On 25 April, a violent earthquake struck central Nepal, killing more than 7,000 people and destroying hundreds of thousands of homes. The deadliest earthquake in Nepal since 1934, the tremor killed at least 19 climbers and crew on Mount Everest and reportedly produced casualties in the adjoining countries of Bangladesh, China, and India.
In response, researchers at the US Ohio Supercomputer Center (OSC) are devoting supercomputing resources and high-resolution satellite imagery this week to help with disaster relief and longer-term stabilization planning efforts in Nepal.
Two research teams - one at The Ohio State University and another at the University of Minnesota in the US - are working quickly to employ Surface Extraction for TIN-based Searchspace Minimization (SETSM) software. Ordinarily, the scientists would use this technology to study glaciers, but this week they are donating their science to produce high-resolution, 3D digital surface maps for use in the Nepalese relief effort. The OSC is providing the computing power for these data-intensive calculations.

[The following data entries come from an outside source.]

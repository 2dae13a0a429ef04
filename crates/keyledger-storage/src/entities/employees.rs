use sea_orm::entity::prelude::*;
use time::{Date, OffsetDateTime};

#[sea_orm::model]
#[derive(Clone, Debug, PartialEq, DeriveEntityModel)]
#[sea_orm(table_name = "employees")]
pub struct Model {
    #[sea_orm(primary_key, auto_increment = false)]
    pub id: Uuid,
    pub name: String,
    pub employee_number: String,
    #[sea_orm(column_name = "type")]
    pub kind: String,
    pub start_date: Date,
    pub years_of_service: i32,
    pub created_at: OffsetDateTime,
    pub updated_at: OffsetDateTime,
}

impl ActiveModelBehavior for ActiveModel {}
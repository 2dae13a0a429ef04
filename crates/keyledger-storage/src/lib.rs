pub mod entities;
pub mod seaorm;
pub mod snapshot;
pub mod storage;

pub use sea_orm::DbErr;
pub use seaorm::SeaOrmStorage;
pub use snapshot::{
    CustodyGuard, EmployeeRow, EmployeeWrite, KEY_STATUS_AVAILABLE, KeyChange, KeyRow, KeyWrite,
    StorageSnapshot, TransactionRow, TransactionWrite,
};
pub use storage::{Storage, StorageError, StorageResult};
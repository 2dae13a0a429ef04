use sea_orm::entity::prelude::*;
use time::OffsetDateTime;

/// Ledger rows keep their employee/key ids after those rows are deleted,
/// so neither reference is declared as a relation.
#[sea_orm::model]
#[derive(Clone, Debug, PartialEq, DeriveEntityModel)]
#[sea_orm(table_name = "transactions")]
pub struct Model {
    #[sea_orm(primary_key, auto_increment = false)]
    pub id: Uuid,
    pub employee_id: Uuid,
    pub key_id: Uuid,
    pub action: String,
    pub timestamp: OffsetDateTime,
    pub notes: Option<String>,
    pub handled_by: Option<String>,
    pub created_at: OffsetDateTime,
}

impl ActiveModelBehavior for ActiveModel {}
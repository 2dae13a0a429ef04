#![allow(clippy::needless_update)]

use sea_orm::sea_query::Expr;
use sea_orm::{
    ActiveModelTrait, ActiveValue, ColumnTrait, ConnectOptions, ConnectionTrait, Database,
    DatabaseBackend, DatabaseConnection, DatabaseTransaction, EntityTrait, QueryFilter, QueryOrder,
    Schema, TransactionError, TransactionTrait,
};
use time::OffsetDateTime;
use uuid::Uuid;

use crate::entities;
use crate::snapshot::{
    CustodyGuard, EmployeeRow, EmployeeWrite, KEY_STATUS_AVAILABLE, KeyChange, KeyRow, KeyWrite,
    TransactionRow, TransactionWrite,
};
use crate::storage::{Storage, StorageError, StorageResult};

#[derive(Clone)]
pub struct SeaOrmStorage {
    db: DatabaseConnection,
}

impl SeaOrmStorage {
    pub async fn connect(dsn: &str) -> StorageResult<Self> {
        let mut options = ConnectOptions::new(dsn);
        // Every pooled connection to `:memory:` would open its own database.
        if dsn.starts_with("sqlite:") && dsn.contains(":memory:") {
            options.max_connections(1);
        }
        let db = Database::connect(options).await?;
        if db.get_database_backend() == DatabaseBackend::Sqlite {
            db.execute_unprepared("PRAGMA foreign_keys = ON").await?;
        }
        Ok(Self { db })
    }
}

#[async_trait::async_trait]
impl Storage for SeaOrmStorage {
    async fn sync(&self) -> StorageResult<()> {
        Schema::new(self.db.get_database_backend())
            .builder()
            .register(entities::Employees)
            .register(entities::Keys)
            .register(entities::Transactions)
            .sync(&self.db)
            .await?;
        Ok(())
    }

    async fn health(&self) -> StorageResult<()> {
        entities::Employees::find().one(&self.db).await?;
        Ok(())
    }

    async fn select_employees(&self) -> StorageResult<Vec<EmployeeRow>> {
        use entities::employees::Column;
        let rows = entities::Employees::find()
            .order_by_desc(Column::CreatedAt)
            .order_by_desc(Column::Id)
            .all(&self.db)
            .await?;
        Ok(rows.into_iter().map(EmployeeRow::from).collect())
    }

    async fn insert_employee(&self, write: EmployeeWrite) -> StorageResult<EmployeeRow> {
        use entities::employees::ActiveModel as EmployeeActive;

        let now = OffsetDateTime::now_utc();
        let active = EmployeeActive {
            id: ActiveValue::Set(Uuid::now_v7()),
            name: ActiveValue::Set(write.name),
            employee_number: ActiveValue::Set(write.employee_number),
            kind: ActiveValue::Set(write.kind),
            start_date: ActiveValue::Set(write.start_date),
            years_of_service: ActiveValue::Set(write.years_of_service),
            created_at: ActiveValue::Set(now),
            updated_at: ActiveValue::Set(now),
            ..Default::default()
        };
        let model = active.insert(&self.db).await?;
        Ok(model.into())
    }

    async fn update_employee(&self, id: Uuid, write: EmployeeWrite) -> StorageResult<EmployeeRow> {
        use entities::employees::ActiveModel as EmployeeActive;

        let existing = entities::Employees::find_by_id(id).one(&self.db).await?;
        let Some(model) = existing else {
            return Err(StorageError::NotFound {
                relation: "employees",
                id,
            });
        };
        let mut active: EmployeeActive = model.into();
        active.name = ActiveValue::Set(write.name);
        active.employee_number = ActiveValue::Set(write.employee_number);
        active.kind = ActiveValue::Set(write.kind);
        active.start_date = ActiveValue::Set(write.start_date);
        active.years_of_service = ActiveValue::Set(write.years_of_service);
        active.updated_at = ActiveValue::Set(OffsetDateTime::now_utc());
        let updated = active.update(&self.db).await?;
        Ok(updated.into())
    }

    async fn delete_employee(&self, id: Uuid) -> StorageResult<Vec<KeyRow>> {
        let result = self
            .db
            .transaction::<_, Vec<KeyRow>, StorageError>(move |txn| {
                Box::pin(async move {
                    use entities::keys::{ActiveModel as KeyActive, Column as KeyColumn};

                    if entities::Employees::find_by_id(id).one(txn).await?.is_none() {
                        return Err(StorageError::NotFound {
                            relation: "employees",
                            id,
                        });
                    }

                    let held = entities::Keys::find()
                        .filter(KeyColumn::AssignedTo.eq(id))
                        .all(txn)
                        .await?;
                    let now = OffsetDateTime::now_utc();
                    let mut released = Vec::with_capacity(held.len());
                    for model in held {
                        let mut active: KeyActive = model.into();
                        active.status = ActiveValue::Set(KEY_STATUS_AVAILABLE.to_string());
                        active.assigned_to = ActiveValue::Set(None);
                        active.updated_at = ActiveValue::Set(now);
                        released.push(KeyRow::from(active.update(txn).await?));
                    }

                    entities::Employees::delete_by_id(id).exec(txn).await?;
                    Ok(released)
                })
            })
            .await;
        flatten(result)
    }

    async fn select_keys(&self) -> StorageResult<Vec<KeyRow>> {
        use entities::keys::Column;
        let rows = entities::Keys::find()
            .order_by_desc(Column::CreatedAt)
            .order_by_desc(Column::Id)
            .all(&self.db)
            .await?;
        Ok(rows.into_iter().map(KeyRow::from).collect())
    }

    async fn insert_key(&self, write: KeyWrite) -> StorageResult<KeyRow> {
        use entities::keys::ActiveModel as KeyActive;

        let now = OffsetDateTime::now_utc();
        let active = KeyActive {
            id: ActiveValue::Set(Uuid::now_v7()),
            key_number: ActiveValue::Set(write.key_number),
            kind: ActiveValue::Set(write.kind),
            length: ActiveValue::Set(write.length),
            status: ActiveValue::Set(write.status),
            assigned_to: ActiveValue::Set(write.assigned_to),
            opmerking: ActiveValue::Set(write.opmerking),
            created_at: ActiveValue::Set(now),
            updated_at: ActiveValue::Set(now),
            ..Default::default()
        };
        let model = active.insert(&self.db).await?;
        Ok(model.into())
    }

    async fn update_key(
        &self,
        id: Uuid,
        guard: Option<CustodyGuard>,
        write: KeyWrite,
        ledger: Vec<TransactionWrite>,
    ) -> StorageResult<KeyChange> {
        let result = self
            .db
            .transaction::<_, KeyChange, StorageError>(move |txn| {
                Box::pin(async move {
                    if let Some(holder) = write.assigned_to
                        && entities::Employees::find_by_id(holder).one(txn).await?.is_none()
                    {
                        return Err(StorageError::NotFound {
                            relation: "employees",
                            id: holder,
                        });
                    }

                    compare_and_set_key(txn, id, guard.as_ref(), write).await?;
                    let key = entities::Keys::find_by_id(id)
                        .one(txn)
                        .await?
                        .map(KeyRow::from)
                        .ok_or(StorageError::NotFound {
                            relation: "keys",
                            id,
                        })?;

                    let mut transactions = Vec::with_capacity(ledger.len());
                    for entry in ledger {
                        transactions.push(insert_transaction(txn, entry).await?);
                    }
                    Ok(KeyChange { key, transactions })
                })
            })
            .await;
        flatten(result)
    }

    async fn delete_key(&self, id: Uuid) -> StorageResult<()> {
        let result = entities::Keys::delete_by_id(id).exec(&self.db).await?;
        if result.rows_affected == 0 {
            return Err(StorageError::NotFound {
                relation: "keys",
                id,
            });
        }
        Ok(())
    }

    async fn select_transactions(&self) -> StorageResult<Vec<TransactionRow>> {
        use entities::transactions::Column;
        let rows = entities::Transactions::find()
            .order_by_desc(Column::CreatedAt)
            .order_by_desc(Column::Id)
            .all(&self.db)
            .await?;
        Ok(rows.into_iter().map(TransactionRow::from).collect())
    }
}

/// Single conditional UPDATE; zero affected rows means the key is gone or its
/// custody no longer matches `guard`.
async fn compare_and_set_key(
    txn: &DatabaseTransaction,
    id: Uuid,
    guard: Option<&CustodyGuard>,
    write: KeyWrite,
) -> StorageResult<()> {
    use entities::keys::Column;

    let mut update = entities::Keys::update_many()
        .col_expr(Column::KeyNumber, Expr::value(write.key_number))
        .col_expr(Column::Kind, Expr::value(write.kind))
        .col_expr(Column::Length, Expr::value(write.length))
        .col_expr(Column::Status, Expr::value(write.status))
        .col_expr(Column::AssignedTo, Expr::value(write.assigned_to))
        .col_expr(Column::Opmerking, Expr::value(write.opmerking))
        .col_expr(Column::UpdatedAt, Expr::value(OffsetDateTime::now_utc()))
        .filter(Column::Id.eq(id));
    if let Some(guard) = guard {
        update = update.filter(Column::Status.eq(guard.status.clone()));
        update = match guard.assigned_to {
            Some(holder) => update.filter(Column::AssignedTo.eq(holder)),
            None => update.filter(Column::AssignedTo.is_null()),
        };
    }

    let result = update.exec(txn).await?;
    if result.rows_affected > 0 {
        return Ok(());
    }
    if entities::Keys::find_by_id(id).one(txn).await?.is_none() {
        return Err(StorageError::NotFound {
            relation: "keys",
            id,
        });
    }
    Err(StorageError::Conflict {
        relation: "keys",
        id,
    })
}

async fn insert_transaction(
    txn: &DatabaseTransaction,
    entry: TransactionWrite,
) -> StorageResult<TransactionRow> {
    use entities::transactions::ActiveModel as TransactionActive;

    let active = TransactionActive {
        id: ActiveValue::Set(Uuid::now_v7()),
        employee_id: ActiveValue::Set(entry.employee_id),
        key_id: ActiveValue::Set(entry.key_id),
        action: ActiveValue::Set(entry.action),
        timestamp: ActiveValue::Set(entry.timestamp),
        notes: ActiveValue::Set(entry.notes),
        handled_by: ActiveValue::Set(entry.handled_by),
        created_at: ActiveValue::Set(OffsetDateTime::now_utc()),
        ..Default::default()
    };
    Ok(active.insert(txn).await?.into())
}

fn flatten<T>(result: Result<T, TransactionError<StorageError>>) -> StorageResult<T> {
    match result {
        Ok(value) => Ok(value),
        Err(TransactionError::Connection(err)) => Err(err.into()),
        Err(TransactionError::Transaction(err)) => Err(err),
    }
}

The SETSM software is a fully automatic algorithm for deriving the surface maps, called digital terrain models (DTMs). The DTMs are created from applying the algorithm to sets of overlapping pairs of high-resolution satellite images acquired by colleagues at the Polar Geospatial Center at the University of Minnesota.
The satellite images are acquired from the Worldview-1 and Worldview-2 satellites, owned by DigitalGlobe Inc., and are licensed through the US National Geospatial-Intelligence Agency's NextView program. The Polar Geospatial Center will distribute the final products on the organization's website.
"These data are critical for a range of uses, including mapping infrastructure, planning rescues and assessing slope stability," explains Ian Howat, an associate professor of earth sciences at Ohio State and a principal investigator in the Glacier Dynamics Research Group at the university's Byrd Polar and Climate Research Center. "Thus far, we have produced a mosaic that models the Kathmandu area with measurements at eight-meter intervals."
"To support this effort, we have granted the SETSM team priority queuing and an emergency allocation of up to 60,000 core hours for use of our flagship supercomputer system, the Oakley Cluster," says Brian Guilfoos, high-performance computing client services manager at the OSC.
"Besides improving on this DTM, we will be processing the entirely useable archive of Worldview stereo imagery over Nepal, starting this week, in order to expand coverage," says Myoung-Jong Noh, a member of the Glacier Dynamics Research Group at the Byrd Center and the lead author of a scientific paper on SETSM in the journal GIScience & Remote Sensing.
The DTMs are built using photogrammetric techniques in which common features are identified in each image and are used to model the relative three-dimensional position of the terrain. These DTMs are constructed without ground control and rely on the satellite-positioning model to locate the surface in space. The accuracy of the DTM is expected to be within several meters in the vertical dimension. The initial version of the Nepal mosaic was produced automatically and, therefore, has some small errors and edge artifacts that will be improved in the days ahead.
In partnership with the Polar Geospatial Center, the Ohio State group has embarked on a massive implementation of SETSM to derive high-resolution DTM mosaics of large areas, such as the Greenland Ice Sheet. SETSM is currently installed and running on high performance computing systems at the OSC, the US National Science Foundation's Extreme Science and Engineering Discovery Environment (XSEDE) and the National Aeronautics and Space Administration (NASA). SETSM was developed from a NASA grant.